Breaking SAM down by position, we see WRs and TEs excelling—this isn’t surprising, as they have more opportunities to break out for big plays since when they receive the ball they are already past the line of scrimmage. All it takes is one lost coverage or broken tackle for a player to rack up more fantasy points than expected–for RBs and QBs, it is a bit more difficult. It is interesting to note that QBs perform worse than expected in fantasy on average–unless you have a mobile QB, you can generally expect them to put up numbers close to expected, meaning other positions will offer you more upside.
You’ll also find that as expected, we see that SAM has a strong, positive, linear relationship with player upside. When looking for high-upside players, SAM is a great indicator of potential talent. See the two plots below for reference.
2023 SAM Ratings
Below you’ll see some player highlights from the upside rankings. Some of my biggest takeaways:
- Van Jefferson hasn’t seen much fantasy volume throughout his career but is an explosive player with a high SAM–he has serious upside potential, especially if he can win the WR2 job in LA.
- Jordan Love is a player who holds a high upside and boasts a large SAM–he doesn’t get much attention, especially in redraft leagues, so he could be a late-round QB steal.
- Khalil Herbert finally has a chance to be an RB1 in Chicago, and his SAM numbers show that he can produce in the backfield if given the opportunity.
- Dameon Pierce: the model expected 159 points from Pierce last season, yet he put up -0.2 points over expected per 50 touches (SAM)
- Daniel Jones may have seen the best of his fantasy days–while he had a great 2022 season, he had a -0.2 SAM–he is a solid option at QB, but isn’t going to play above expectations–don’t overpay for him!
- A general tip for dynasty players: if a player has a negative upside and is coming off a great season, now is the best time to trade them! A fantasy regression could be in their future…
Now it’s time to dive into some player insights by looking at their SAM ratings.
*The rank column refers to their ranking in total expected points
Miles Sanders: +0.7 SAM in 2022–Carolina has made huge investments on their O-Line, offering Sanders the opportunity for a huge season.
Amari Cooper: +1.0 SAM in 2022, one of the highest in the league! He was a bit under-utilized, with only 157.58 expected fantasy points, leaving him as a high-upside player (0.17).
Joe Mixon: He underperformed last season by -0.4 points per 50 touches. He is one of the lowest upside players (-.94) in the league!
Tony Pollard: Pollard finally will have the starting position in Dallas–with a greater volume, he has the potential to be a top RB in fantasy.
Najee Harris: Harris performed as expected last year (0.0 SAM). Don’t overvalue him in your drafts!

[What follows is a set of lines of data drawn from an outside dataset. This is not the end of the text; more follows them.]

//! `{% include path %}` expansion for structural files.
//!
//! Include targets are resolved against an explicit working directory and
//! read through the book's content storage. Included text is expanded in
//! turn, so the result never contains an include marker.

use std::path::{Path, PathBuf};
use std::sync::LazyLock;

use quire_storage::Storage;
use regex::Regex;

use crate::error::BookError;

static INCLUDE_PATTERN: LazyLock<Regex> =
    LazyLock::new(|| Regex::new(r"\{%\s*include\s+(.+?)\s*%\}").unwrap());

/// Text with every include marker replaced by the target's content.
#[derive(Clone, Debug, PartialEq, Eq)]
pub struct Expansion {
    /// Fully expanded text.
    pub text: String,
    /// Number of markers replaced, nested ones included.
    pub substitutions: usize,
}

/// Strip one pair of matching quotes around an include path.
fn unquote(raw: &str) -> &str {
    let raw = raw.trim();
    for quote in ['"', '\''] {
        if let Some(inner) = raw
            .strip_prefix(quote)
            .and_then(|rest| rest.strip_suffix(quote))
        {
            return inner.trim();
        }
    }
    raw
}

/// Expand include markers in `source`.
///
/// `source_path` names the text being expanded. It seeds the cycle check
/// joined onto `working_dir`, the same way targets are recorded. A target that is already being expanded further up the chain fails with
/// [`BookError::IncludeCycle`]; an unreadable target fails with the storage
/// error.
pub fn expand_includes(
    storage: &dyn Storage,
    source: &str,
    source_path: &Path,
    working_dir: &Path,
) -> Result<Expansion, BookError> {
    let mut chain = vec![working_dir.join(source_path)];
    expand_inner(storage, source, working_dir, &mut chain)
}

fn expand_inner(
    storage: &dyn Storage,
    source: &str,
    working_dir: &Path,
    chain: &mut Vec<PathBuf>,
) -> Result<Expansion, BookError> {
    let mut text = String::with_capacity(source.len());
    let mut substitutions = 0;
    let mut last = 0;

    for caps in INCLUDE_PATTERN.captures_iter(source) {
        let marker = caps.get(0).unwrap();
        let target = working_dir.join(unquote(&caps[1]));

        if chain.contains(&target) {
            return Err(BookError::IncludeCycle {
                path: target,
                chain: chain.clone(),
            });
        }

        tracing::debug!(path = %target.display(), depth = chain.len(), "Expanding include");
        let content = storage.read(&target)?;

        chain.push(target);
        let nested = expand_inner(storage, &content, working_dir, chain)?;
        chain.pop();

        text.push_str(&source[last..marker.start()]);
        text.push_str(&nested.text);
        substitutions += 1 + nested.substitutions;
        last = marker.end();
    }

    text.push_str(&source[last..]);
    Ok(Expansion {
        text,
        substitutions,
    })
}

Rashaad Penny: Penny has consistently put up positive SAM numbers each year he has been in the league–the key to his success, however, is his health. If he stays on the field, he could be a strong fantasy RB to have on your roster
Jahan Dotson: Dotson has incredibly high upside (0.34). He can be a big steal in the later rounds of your drafts!
Kirk Cousins: Cousins has the lowest fantasy upside (-.99) in the league. Surprise!
Jordan Love: Per SAM, Love has some hidden upside (0.46) for a late-round QB option!